< Monochrome Casting
Monochrome Casting/Playing With
Basic Trope: A TV show with a not very diverse cast.
- Straight: Sally and Friends, a lighthearted sitcom, has an entirely white main cast.
- Exaggerated: The series is many seasons long, and not one minority ever shows up. Even in the background.
- Downplayed: The main cast of Sally and Friends is all white, but a few background and/or very minor characters are played by non-white actors.
- Justified: The setting of the series is a city or region that is known for not being very ethnically diverse.
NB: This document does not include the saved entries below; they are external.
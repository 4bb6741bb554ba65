//! Wait Signals
//!
//! A [`WaitSignal`] releases every task waiting on a field when that field is
//! written, then immediately re-arms so later waiters block until the next
//! write.
//!
//! # How It Works
//!
//! The signal pairs a `tokio::sync::Notify` with two write counters:
//!
//! - `started` counts writes whose fan-out has begun,
//! - `released` holds the number of the latest write that reached its
//!   release step.
//!
//! A waiter targets the first write to begin after it was created, i.e.
//! `started + 1`, and resolves once `released` reaches that number. A watch
//! armed by an observer in the middle of a write therefore waits for the
//! following write. `notify_waiters` wakes every registered waiter and stores
//! no permit; a woken waiter whose target has not been released yet goes back
//! to sleep. A write landing between `watch()` and the first poll is not lost,
//! because the target is fixed when the future is created.
//!
//! A write whose release step never runs (an observer panicked) leaves its
//! waiters pending; the next write's release covers them.

use std::future::Future;
use std::sync::atomic::{AtomicU64, Ordering};
use std::sync::Arc;

use tokio::sync::Notify;

pub(crate) struct WaitSignal {
    started: AtomicU64,
    released: AtomicU64,
    notify: Notify,
}

impl WaitSignal {
    pub(crate) fn new() -> Self {
        Self {
            started: AtomicU64::new(0),
            released: AtomicU64::new(0),
            notify: Notify::new(),
        }
    }

    /// Mark the start of a write's fan-out and return its number.
    pub(crate) fn begin(&self) -> u64 {
        self.started.fetch_add(1, Ordering::AcqRel) + 1
    }

    /// Release every waiter targeting `write` or an earlier write.
    ///
    /// One call is one release event.
    pub(crate) fn release(&self, write: u64) {
        self.released.fetch_max(write, Ordering::AcqRel);
        self.notify.notify_waiters();
    }

    /// A future that resolves once the next write to begin after this call
    /// has been released.
    ///
    /// Dropping the future removes only its own waiter.
    pub(crate) fn wait(self: Arc<Self>) -> impl Future<Output = ()> + Send + 'static {
        let target = self.started.load(Ordering::Acquire) + 1;

        async move {
            loop {
                let notified = self.notify.notified();
                tokio::pin!(notified);
                // Register before re-checking so a concurrent release cannot
                // slip between the check and the await.
                notified.as_mut().enable();

                if self.released.load(Ordering::Acquire) >= target {
                    return;
                }
                notified.await;
            }
        }
    }

    #[cfg(test)]
    fn released(&self) -> u64 {
        self.released.load(Ordering::Acquire)
    }
}
//! Reactive Field Descriptors
//!
//! A [`Field`] describes one named, typed attribute of a model type. It is
//! metadata shared by every instance of that type: a name, a storage key and
//! a default. The values themselves live in each instance's [`Observable`].
//!
//! # How Fields Work
//!
//! 1. Reading returns the instance's last written value, or the default if
//!    nothing has been written. Reading never notifies.
//!
//! 2. Writing stores the value unconditionally and fans out to every observer
//!    of the field on that instance. There is no equality check: writing the
//!    value a field already holds still notifies.
//!
//! Fields are normally declared as associated constants so they double as
//! stable tokens for `subscribe` and `watch`:
//!
//! ```rust,ignore
//! impl Settings {
//!     pub const VOLUME: Field<Settings, u8> = Field::new("volume", || 50);
//! }
//!
//! settings.subscribe(Settings::VOLUME, |s| println!("{}", Settings::VOLUME.get(s)));
//! Settings::VOLUME.set(&settings, 70);
//! ```
//!
//! [`Observable`]: super::Observable

use std::any;
use std::fmt::Debug;
use std::marker::PhantomData;

use super::observable::{FanOut, Model, Stored};
use crate::error::{ReactrError, Result};

/// Key under which an instance stashes a field's value.
#[derive(Debug, Clone, Copy, PartialEq, Eq, Hash)]
pub(crate) struct StorageKey(&'static str);

/// Descriptor for a reactive field of type `T` on model `M`.
pub struct Field<M, T> {
    name: &'static str,
    key: StorageKey,
    default: fn() -> T,
    _model: PhantomData<fn(&M)>,
}

impl<M, T> Field<M, T> {
    /// Declare a field. `default` produces the value read before any write.
    pub const fn new(name: &'static str, default: fn() -> T) -> Self {
        Self {
            name,
            key: StorageKey(name),
            default,
            _model: PhantomData,
        }
    }

    /// The public name the field was declared under.
    pub fn name(&self) -> &'static str {
        self.name
    }

    pub fn default_value(&self) -> T {
        (self.default)()
    }

    pub(crate) fn storage_key(&self) -> StorageKey {
        self.key
    }
}

impl<M, T> Field<M, T>
where
    M: Model,
    T: Clone + Send + Sync + 'static,
{
    /// Read the field on `model`.
    ///
    /// Falls back to the default, with a warning, if the stored value has the
    /// wrong type.
    pub fn get(&self, model: &M) -> T {
        match self.try_get(model) {
            Ok(value) => value,
            Err(err) => {
                tracing::warn!(field = self.name, %err, "falling back to default value");
                self.default_value()
            }
        }
    }

    /// Read the field on `model`, reporting a type mismatch as an error.
    pub fn try_get(&self, model: &M) -> Result<T> {
        match model.observable().load::<T>(self.key) {
            Stored::Unset => Ok(self.default_value()),
            Stored::Value(value) => Ok(value),
            Stored::Mismatch => Err(ReactrError::TypeMismatch {
                field: self.name,
                expected: any::type_name::<T>(),
            }),
        }
    }

    /// Whether a value has been written to this field on `model`.
    pub fn is_set(&self, model: &M) -> bool {
        model.observable().contains(self.key)
    }

    /// Write the field on `model` and notify its observers.
    ///
    /// Observer panics are handled according to the container's
    /// [`FailurePolicy`](crate::FailurePolicy).
    pub fn set(&self, model: &M, value: T) {
        let fan_out = FanOut::from(model.observable().config().failure_policy);
        model.observable().write(model, self, value, fan_out);
    }

    /// Write the field on `model`, isolating every observer.
    ///
    /// All observers run even if some panic; the panics are then reported
    /// together as [`ReactrError::ObserverPanicked`].
    pub fn try_set(&self, model: &M, value: T) -> Result<()> {
        let failures = model.observable().write(model, self, value, FanOut::Collect);
        if failures.is_empty() {
            Ok(())
        } else {
            Err(ReactrError::ObserverPanicked {
                field: self.name,
                failures,
            })
        }
    }

    /// Write the result of `f` applied to the current value.
    pub fn update<F>(&self, model: &M, f: F)
    where
        F: FnOnce(&T) -> T,
    {
        let next = f(&self.get(model));
        self.set(model, next);
    }
}

impl<M, T> Clone for Field<M, T> {
    fn clone(&self) -> Self {
        *self
    }
}

impl<M, T> Copy for Field<M, T> {}

impl<M, T> AsRef<str> for Field<M, T> {
    fn as_ref(&self) -> &str {
        self.name
    }
}

impl<M, T> Debug for Field<M, T> {
    fn fmt(&self, f: &mut std::fmt::Formatter<'_>) -> std::fmt::Result {
        f.debug_struct("Field")
            .field("name", &self.name)
            .field("type", &any::type_name::<T>())
            .finish()
    }
}

// ----------------------------------------------------------------------------
// Tests
// ----------------------------------------------------------------------------
// ----------------------------------------------------------------------------
// Tests
// ----------------------------------------------------------------------------

#[cfg(test)]
mod tests {
    use super::*;
    use parking_lot::Mutex;
    use std::pin::Pin;
    use std::sync::atomic::{AtomicBool, AtomicI32, Ordering};
    use std::time::Duration;

    struct Values {
        observable: Observable<Values>,
    }

    impl Values {
        const VALUE1: Field<Values, i32> = Field::new("value1", || 10);
        const VALUE2: Field<Values, i32> = Field::new("value2", || 12);

        fn new() -> Self {
            Self::with_config(ObservableConfig::default())
        }

        fn with_config(config: ObservableConfig) -> Self {
            Self {
                observable: Observable::with_config(config),
            }
        }
    }

    impl Model for Values {
        fn observable(&self) -> &Observable<Self> {
            &self.observable
        }

        fn field_names() -> &'static [&'static str] {
            &["value1", "value2"]
        }
    }

    struct Listener {
        hits: AtomicI32,
    }

    impl Listener {
        fn new() -> Arc<Self> {
            Arc::new(Self {
                hits: AtomicI32::new(0),
            })
        }

        fn on_change(&self, _: &Values) {
            self.hits.fetch_add(1, Ordering::SeqCst);
        }
    }

    #[test]
    fn kinds_fire_in_order() {
        let values = Values::new();
        let log = Arc::new(Mutex::new(Vec::new()));
        let listener = Listener::new();

        let log_weak = log.clone();
        let _sub = values.subscribe_weak(Values::VALUE1, &listener, move |_, _| {
            log_weak.lock().push("weak");
        });
        let log_plain = log.clone();
        values.subscribe(Values::VALUE1, move |_| log_plain.lock().push("plain"));

        values.set(&Values::VALUE1, 1);

        assert_eq!(*log.lock(), vec!["plain", "weak"]);
    }

    #[test]
    fn callbacks_only_fire_for_their_field() {
        let values = Values::new();
        let calls = Arc::new(AtomicI32::new(0));
        let calls_clone = calls.clone();

        values.subscribe("value1", move |_| {
            calls_clone.fetch_add(1, Ordering::SeqCst);
        });

        values.set(&Values::VALUE2, 30);
        assert_eq!(calls.load(Ordering::SeqCst), 0);

        values.set(&Values::VALUE1, 20);
        assert_eq!(calls.load(Ordering::SeqCst), 1);
    }

    #[test]
    fn weak_subscription_is_pruned_after_target_drops() {
        let values = Values::new();
        let listener = Listener::new();

        let _ = values.subscribe_weak(Values::VALUE1, &listener, Listener::on_change);
        let _ = values.subscribe_weak(Values::VALUE2, &listener, Listener::on_change);
        assert_eq!(values.observable().weak_subscription_count(Values::VALUE1), 1);

        drop(listener);
        values.set(&Values::VALUE1, 1);

        // The dead entry is removed from every field, not just the one written.
        assert_eq!(values.observable().weak_subscription_count(Values::VALUE1), 0);
        assert_eq!(values.observable().weak_subscription_count(Values::VALUE2), 0);
    }

    #[test]
    fn prune_removes_dead_entries_without_a_write() {
        let values = Values::new();
        let listener = Listener::new();
        let survivor = Listener::new();

        let _ = values.subscribe_weak(Values::VALUE1, &listener, Listener::on_change);
        let _ = values.subscribe_weak(Values::VALUE1, &survivor, Listener::on_change);
        drop(listener);

        assert_eq!(values.observable().prune(), 1);
        assert_eq!(values.observable().weak_subscription_count(Values::VALUE1), 1);
    }

    #[test]
    fn guard_unsubscribes_on_drop() {
        let values = Values::new();
        let listener = Listener::new();

        let guard = values
            .subscribe_weak(Values::VALUE1, &listener, Listener::on_change)
            .into_guard();
        assert_eq!(values.observable().weak_subscription_count(Values::VALUE1), 1);

        drop(guard);
        assert_eq!(values.observable().weak_subscription_count(Values::VALUE1), 0);

        values.set(&Values::VALUE1, 5);
        assert_eq!(listener.hits.load(Ordering::SeqCst), 0);
    }

    #[test]
    fn guard_outliving_container_is_harmless() {
        let listener = Listener::new();
        let guard = {
            let values = Values::new();
            values
                .subscribe_weak(Values::VALUE1, &listener, Listener::on_change)
                .into_guard()
        };
        drop(guard);
    }

    #[test]
    fn observers_may_subscribe_and_write_reentrantly() {
        let values = Arc::new(Values::new());
        let seen = Arc::new(AtomicI32::new(0));

        let seen_clone = seen.clone();
        values.subscribe(Values::VALUE1, move |v: &Values| {
            // Chained write to another field from inside fan-out.
            v.set(&Values::VALUE2, Values::VALUE1.get(v) * 2);
            let seen_inner = seen_clone.clone();
            v.subscribe(Values::VALUE2, move |_| {
                seen_inner.fetch_add(1, Ordering::SeqCst);
            });
        });

        values.set(&Values::VALUE1, 4);
        assert_eq!(values.get(&Values::VALUE2), 8);
        assert_eq!(values.observable().subscription_count(Values::VALUE2), 1);

        values.set(&Values::VALUE2, 0);
        assert_eq!(seen.load(Ordering::SeqCst), 1);
    }

    #[tokio::test]
    async fn propagate_policy_stops_fan_out_at_panic() {
        let values = Values::new();
        let after = Arc::new(AtomicI32::new(0));
        let after_clone = after.clone();
        let failed = Arc::new(AtomicBool::new(false));
        let failed_clone = failed.clone();

        values.subscribe(Values::VALUE1, move |_| {
            if !failed_clone.swap(true, Ordering::SeqCst) {
                panic!("observer failed");
            }
        });
        values.subscribe(Values::VALUE1, move |_| {
            after_clone.fetch_add(1, Ordering::SeqCst);
        });
        let pending = values.watch(Values::VALUE1);
        tokio::pin!(pending);

        let outcome = panic::catch_unwind(AssertUnwindSafe(|| values.set(&Values::VALUE1, 1)));

        assert!(outcome.is_err());
        assert_eq!(after.load(Ordering::SeqCst), 0);
        // The value was stored before fan-out began.
        assert_eq!(values.get(&Values::VALUE1), 1);
        // The release step was skipped along with the later observers.
        let outcome = tokio::time::timeout(Duration::from_millis(20), &mut pending).await;
        assert!(outcome.is_err());

        values.set(&Values::VALUE1, 2);
        assert_eq!(after.load(Ordering::SeqCst), 1);
        tokio::time::timeout(Duration::from_secs(1), &mut pending)
            .await
            .expect("watcher was not released by the following write");
    }

    #[test]
    fn isolate_policy_runs_remaining_observers() {
        let values = Values::with_config(
            ObservableConfig::default().with_failure_policy(FailurePolicy::Isolate),
        );
        let after = Arc::new(AtomicI32::new(0));
        let after_clone = after.clone();

        values.subscribe(Values::VALUE1, |_| panic!("observer failed"));
        values.subscribe(Values::VALUE1, move |_| {
            after_clone.fetch_add(1, Ordering::SeqCst);
        });

        values.set(&Values::VALUE1, 1);
        assert_eq!(after.load(Ordering::SeqCst), 1);
    }

    #[tokio::test]
    async fn isolate_policy_survives_a_panicking_weak_observer() {
        let values = Values::with_config(
            ObservableConfig::default().with_failure_policy(FailurePolicy::Isolate),
        );
        let faulty = Listener::new();
        let live = Listener::new();

        values.subscribe_weak(Values::VALUE1, &faulty, |_: &Listener, _: &Values| {
            panic!("weak observer failed")
        });
        values.subscribe_weak(Values::VALUE1, &live, Listener::on_change);
        let pending = values.watch(Values::VALUE1);

        values.set(&Values::VALUE1, 1);

        assert_eq!(live.hits.load(Ordering::SeqCst), 1);
        assert_eq!(values.observable().weak_subscription_count(Values::VALUE1), 2);
        tokio::time::timeout(Duration::from_secs(1), pending)
            .await
            .expect("watcher was not released after a weak observer panicked");
    }

    #[tokio::test]
    async fn watch_armed_during_fan_out_waits_for_the_next_write() {
        let values = Arc::new(Values::new());
        let armed: Arc<Mutex<Vec<Pin<Box<dyn Future<Output = ()> + Send>>>>> =
            Arc::new(Mutex::new(Vec::new()));

        let slot = armed.clone();
        values.subscribe(Values::VALUE1, move |v: &Values| {
            let mut slot = slot.lock();
            if slot.is_empty() {
                slot.push(Box::pin(v.watch(Values::VALUE1)));
            }
        });

        values.set(&Values::VALUE1, 1);
        let mut pending = armed.lock().pop().expect("callback did not arm a watch");
        let outcome = tokio::time::timeout(Duration::from_millis(50), &mut pending).await;
        assert!(outcome.is_err());

        values.set(&Values::VALUE1, 2);
        tokio::time::timeout(Duration::from_secs(1), pending)
            .await
            .expect("watch armed during fan-out missed the next write");
    }

    #[tokio::test]
    async fn watch_armed_during_fan_out_skips_the_current_release() {
        let values = Arc::new(Values::new());
        let earlier = values.watch(Values::VALUE1);
        let armed: Arc<Mutex<Vec<Pin<Box<dyn Future<Output = ()> + Send>>>>> =
            Arc::new(Mutex::new(Vec::new()));

        let slot = armed.clone();
        values.subscribe(Values::VALUE1, move |v: &Values| {
            let mut slot = slot.lock();
            if slot.is_empty() {
                slot.push(Box::pin(v.watch(Values::VALUE1)));
            }
        });

        values.set(&Values::VALUE1, 1);
        tokio::time::timeout(Duration::from_secs(1), earlier)
            .await
            .expect("watch armed before the write was not released");

        let mut pending = armed.lock().pop().expect("callback did not arm a watch");
        let outcome = tokio::time::timeout(Duration::from_millis(50), &mut pending).await;
        assert!(outcome.is_err());

        values.set(&Values::VALUE1, 2);
        tokio::time::timeout(Duration::from_secs(1), pending)
            .await
            .expect("watch armed during fan-out missed the next write");
    }

    #[test]
    fn try_set_collects_every_failure() {
        let values = Values::new();
        let after = Arc::new(AtomicI32::new(0));
        let after_clone = after.clone();

        values.subscribe(Values::VALUE1, |_| panic!("first"));
        values.subscribe(Values::VALUE1, move |_| {
            after_clone.fetch_add(1, Ordering::SeqCst);
        });
        values.subscribe(Values::VALUE1, |_| panic!("{}", String::from("second")));

        let err = values.try_set(&Values::VALUE1, 7).unwrap_err();

        assert_eq!(
            err,
            crate::ReactrError::ObserverPanicked {
                field: "value1",
                failures: vec!["first".to_string(), "second".to_string()],
            }
        );
        assert_eq!(after.load(Ordering::SeqCst), 1);
        assert!(values.try_set(&Values::VALUE2, 7).is_ok());
    }

    #[test]
    fn unknown_field_names_are_still_registered() {
        let values = Values::new();
        values.subscribe("nonexistent", |_| {});
        assert_eq!(values.observable().subscription_count("nonexistent"), 1);
    }

    #[test]
    fn watch_creates_signal_lazily() {
        let values = Values::new();
        assert!(!values.observable().has_wait_signal(Values::VALUE1));

        let pending = values.watch(Values::VALUE1);
        assert!(values.observable().has_wait_signal(Values::VALUE1));
        assert!(!values.observable().has_wait_signal(Values::VALUE2));

        // Cancelling a watch leaves the registries alone.
        drop(pending);
        assert!(values.observable().has_wait_signal(Values::VALUE1));
    }
}
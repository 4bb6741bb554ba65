//! Container configuration.
//!
//! An [`ObservableConfig`] is fixed when a container is constructed. It is
//! deserializable so a host application can keep it next to the rest of its
//! settings:
//!
//! ```rust,ignore
//! let config: ObservableConfig = serde_json::from_str(r#"{"failure_policy":"isolate"}"#)?;
//! let settings = Settings::with_config(config);
//! ```

use serde::{Deserialize, Serialize};

/// What happens when an observer panics during fan-out.
#[derive(Debug, Clone, Copy, Default, PartialEq, Eq, Serialize, Deserialize)]
#[serde(rename_all = "snake_case")]
pub enum FailurePolicy {
    /// The panic unwinds through the write. Observers after the failing one,
    /// and the wait-signal release, are skipped for that write.
    #[default]
    Propagate,

    /// Each observer runs under `catch_unwind`. A panic is logged and the
    /// remaining observers still run.
    Isolate,
}

/// Per-container settings.
#[derive(Debug, Clone, Default, PartialEq, Eq, Serialize, Deserialize)]
#[serde(default)]
pub struct ObservableConfig {
    pub failure_policy: FailurePolicy,
}

impl ObservableConfig {
    pub fn with_failure_policy(mut self, policy: FailurePolicy) -> Self {
        self.failure_policy = policy;
        self
    }
}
- Alternately, the series is set in a time during severe segregation, so you wouldn't expect to see a bunch of white kids hanging out with one black guy.
- Inverted: The main cast of Sally and Friends is a highly diverse Five-Token Band, consisting of an African-American girl, an Asian girl, a Jewish boy, a Latino, an Indian girl, and the Token White guy in a wheelchair.
- Subverted: Fawna joins the cast in the second season to be the Token Minority.
- Double Subverted: But then Fawna falls victim to Chuck Cunningham Syndrome before season 3.
- Parodied: An immigrant from Nigeria comes to town and is played by a very white actor.
- Deconstructed: An American town becomes very concerned about their lack of diversity. Turns out it was set up during the segregation days and never blended.
- Reconstructed: But the state they live in is 99% white, so a lack of minorities is not unusual. They get on with their lives in their middle class white suburb.
- Zig Zagged: The cast is different every episode. Sometimes it's only one race. Sometimes it's a Five-Token Band.
- Averted: The cast is realistically diverse for the setting.
- Enforced: The writer is racist.
- Or, the executives simply want to aim for a certain demographic.
- Lampshaded: The history teacher in Sally and Friends teaches her students about black civil rights leaders. None of the students can relate and end up falling asleep.
- Invoked: See "Justfied".
- Defied: The series is about accepting differences, such as race.
- Discussed: "Why are we so...white?"
- Conversed: "God, don't you hate how these sitcoms always have a cast that's either all white or all black? Maybe that made sense in the '60s, but today it's just ridiculous!"